The fourth party conundrum

The promise of change sounds good. Yet its contours are seldom defined


Farrukh Khan Pitafi December 16, 2016
The writer is an Islamabad-based TV journalist and tweets @FarrukhKPitafi

There is no dearth of political parties in Pakistan. If you look at the never-ending list of parties registered with the Election Commission of Pakistan, you are most likely to be shocked by the sheer number. Yet in this crowd only three parties can boast of having truly national appeal. Pakistan Muslim League (Nawaz), Pakistan People’s Party and Pakistan Tehreek-e-Insaf. There was a time there were only two. During 1990s you witnessed an exhausting musical chair between PPP and PML-N. The insurgent in the system, PTI emerged as a serious political player in 2011. It fought 2013 general elections on the platform of change. It is not for the first time that a party has used this promise to appeal to the masses. Our religious political alliances have often pledged the same. One recent example is the multiparty religious alliance called MMA. It might be news to many that back in 2002 Imran Khan wanted his party to become a part of MMA. The perennial insecurities of our religious political elite ensured that the request was denied.

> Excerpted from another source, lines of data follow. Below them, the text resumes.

use serde::{Deserialize, Serialize};
use strum::{AsRefStr, Display, EnumString, VariantArray};
use validator::Validate;

/// Cookware assumed when the profile store does not track it.
pub const DEFAULT_COOKWARE: [&str; 4] = ["pot", "pan", "oven", "wok"];

#[derive(
    EnumString,
    Display,
    VariantArray,
    AsRefStr,
    Default,
    Clone,
    Copy,
    Debug,
    PartialEq,
    Eq,
    Serialize,
    Deserialize,
)]
#[strum(serialize_all = "lowercase", ascii_case_insensitive)]
#[serde(rename_all = "lowercase")]
pub enum CookingSkill {
    Beginner,
    #[default]
    Intermediate,
    Advanced,
}

impl CookingSkill {
    /// Numeric level compared against a recipe's 1-5 skill requirement.
    pub fn level(self) -> u8 {
        match self {
            CookingSkill::Beginner => 2,
            CookingSkill::Intermediate => 3,
            CookingSkill::Advanced => 4,
        }
    }
}

/// Daily macro targets. Missing values score zero for their nutrition term.
#[derive(Clone, Debug, Default, PartialEq, Serialize, Deserialize)]
#[serde(default)]
pub struct MacroGoals {
    pub calories: Option<f64>,
    pub protein: Option<f64>,
    pub carbs: Option<f64>,
    pub fat: Option<f64>,
}

impl MacroGoals {
    pub fn daily_default() -> Self {
        Self {
            calories: Some(2000.0),
            protein: Some(150.0),
            carbs: Some(200.0),
            fat: Some(70.0),
        }
    }
}

/// The matching-relevant view of a user.
#[derive(Clone, Debug, PartialEq, Serialize, Deserialize)]
pub struct UserProfile {
    pub dietary_restrictions: Vec<String>,
    pub allergies: Vec<String>,
    /// Substrings, any ingredient containing one counts as disliked.
    pub dislikes: Vec<String>,
    pub macro_goals: MacroGoals,
    pub skill_level: u8,
    pub cookware: Vec<String>,
    pub default_time_budget: Option<u32>,
}

impl Default for UserProfile {
    fn default() -> Self {
        CookingPreferences::default().to_profile()
    }
}

/// Preferences as kept by the profile store, before defaults are applied.
#[derive(Clone, Debug, Default, PartialEq, Serialize, Deserialize, Validate)]
#[serde(default)]
pub struct CookingPreferences {
    pub dietary_restrictions: Vec<String>,
    pub allergies: Vec<String>,
    pub dislikes: Vec<String>,
    pub cooking_skill: CookingSkill,
    #[validate(range(min = 1))]
    pub max_cook_time: Option<u32>,
    pub cookware: Option<Vec<String>>,
    pub macro_goals: Option<MacroGoals>,
}

impl CookingPreferences {
    pub fn to_profile(&self) -> UserProfile {
        let cookware = match &self.cookware {
            Some(cookware) => cookware.clone(),
            None => DEFAULT_COOKWARE.iter().map(|c| c.to_string()).collect(),
        };

        UserProfile {
            dietary_restrictions: self.dietary_restrictions.clone(),
            allergies: self.allergies.clone(),
            dislikes: self.dislikes.clone(),
            macro_goals: self
                .macro_goals
                .clone()
                .unwrap_or_else(MacroGoals::daily_default),
            skill_level: self.cooking_skill.level(),
            cookware,
            default_time_budget: self.max_cook_time,
        }
    }
}
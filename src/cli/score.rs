use std::fmt::Write;

use anyhow::Result;
use clap::Args;
use pantrymatch_matching::{MatchScore, ScoringEngine, find_recipe};
use pantrymatch_shared::recipe::RecipeIngredient;

use super::{MatchInputs, OutputFormat};
use crate::config::Config;

#[derive(Args, Clone, Debug)]
pub struct ScoreArgs {
    /// Id of the recipe to score
    #[arg(long)]
    pub recipe_id: String,

    #[command(flatten)]
    pub inputs: MatchInputs,

    #[arg(long, value_enum, default_value_t)]
    pub format: OutputFormat,
}

#[tracing::instrument(skip_all, fields(recipe_id = %args.recipe_id))]
pub async fn score(config: &Config, args: ScoreArgs) -> Result<String> {
    let inputs = args.inputs.load(config).await?;
    let recipe = find_recipe(&inputs.recipes, &args.recipe_id)?;

    let catalog = config.catalog();
    let engine = ScoringEngine::with_options(&catalog, config.scoring_options())?;
    let result = engine.score(recipe, &inputs.pantry, &inputs.profile, inputs.time_budget);

    match args.format {
        OutputFormat::Json => Ok(serde_json::to_string_pretty(&result)?),
        OutputFormat::Table => render_breakdown(&result),
    }
}

fn ingredient_names(ingredients: &[RecipeIngredient]) -> String {
    if ingredients.is_empty() {
        return "-".to_owned();
    }

    ingredients
        .iter()
        .map(|i| i.name.as_str())
        .collect::<Vec<_>>()
        .join(", ")
}

fn render_breakdown(result: &MatchScore) -> Result<String> {
    let b = &result.breakdown;
    let mut out = String::new();

    writeln!(out, "{}: {}/100", result.recipe_id, result.total_score)?;
    writeln!(out)?;

    for (label, value) in [
        ("availability", b.availability),
        ("substitution", b.substitution),
        ("dietary", b.dietary),
        ("time", b.time),
        ("cookware", b.cookware),
        ("skill", b.skill),
        ("nutrition", b.nutrition),
        ("cost", b.cost),
    ] {
        writeln!(out, "  {label:<13}{value:>4}")?;
    }

    writeln!(out)?;
    writeln!(
        out,
        "available:     {}",
        ingredient_names(&result.available_ingredients)
    )?;

    let substitutions = if result.substitutable_ingredients.is_empty() {
        "-".to_owned()
    } else {
        result
            .substitutable_ingredients
            .iter()
            .map(|s| format!("{} -> {}", s.ingredient.name, s.substitute))
            .collect::<Vec<_>>()
            .join(", ")
    };
    writeln!(out, "substitutable: {substitutions}")?;
    writeln!(
        out,
        "missing:       {}",
        ingredient_names(&result.missing_ingredients)
    )?;

    Ok(out)
}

But here is the problem. The promise of change sounds good. Yet its contours are seldom defined. As a result, when MMA got a chance to form a government in the province that has since been renamed Khyber-Pakhtunkhwa, it didn’t know what to do. It is one thing to claim you are not corrupt, totally another when people learn that corruption is not the only thing you are incapable of. Among other things alien to you is the small matter of governance and the knowhow about it. So, when a voter approached an MMA minister complaining about unemployment of his son, instead of the promise of job creation what he got in response was the information that the minister’s own son was also unemployed.

So far, our insurgents, our agents of change in PTI with their government in K-P have not been able to bring about a revolutionary change. In the years since the 2013 mandate the party has failed to grow out of the campaign mode. As a result, it spent most of its time on streets. If PPP was once accused of being a party of opposition which knew precious little about governance, PTI has joined the ranks. Agitation and disruptions look good when you are not nearing an election cycle. The election day is primarily about your legacy. PML-N gets this crucial point and that is precisely why it has refused to halt its developmental projects despite various obstacles. That essentially means it will be quite relevant on the election day. That is despite many flaws in its governance model.

Meanwhile Bilawal is trying hard to revive his party which was reduced to Sindh province in 2013 elections. So far, he is getting good response. But the biggest problem with the prospects of revival is the fact that PPP has a different personality when in opposition and totally another one when in power. In opposition, senior leaders like Raza Rabbani, Aitzaz Ahsan and Amin Faheem are more visible. In government, however the party chooses to empower faces like Rehman Malik, Babar Awan and Pervaiz Ashraf. So, nobody knows right now whether they are dealing with the party of Bilawal or of Asif Ali Zardari. Another problem is that of party’s outdated socialist platform which seldom delivers.

So, what happens if on the election day one or both opposition parties flop? One party system? Is it not prudent then to look for a fourth option? A fresh start with fresh faces? But this too is a potential minefield. Three types of parties have ever come close to this status. Religious political parties. Regional or subnational parties. And parties associated with military rulers. The first would be an unmitigated disaster. A regional party alliance can theoretically work but it may lack cohesion. And regional parties are mostly left leaning and have serious trust deficit. Since military strongmen are rapidly getting irrelevant the third is not even an option.

Time is ripe for a fourth party’s emergence. A party with a pragmatist platform. The one that unites patriotism, democratic constitutionalism, and market economy without ideological hiccups. But while the need is evidently there, a leadership that can inspire such a movement is not. If no such party emerges before 2018 elections, it will be greatest missed opportunity of this term.

Published in The Express Tribune, December 17th, 2016.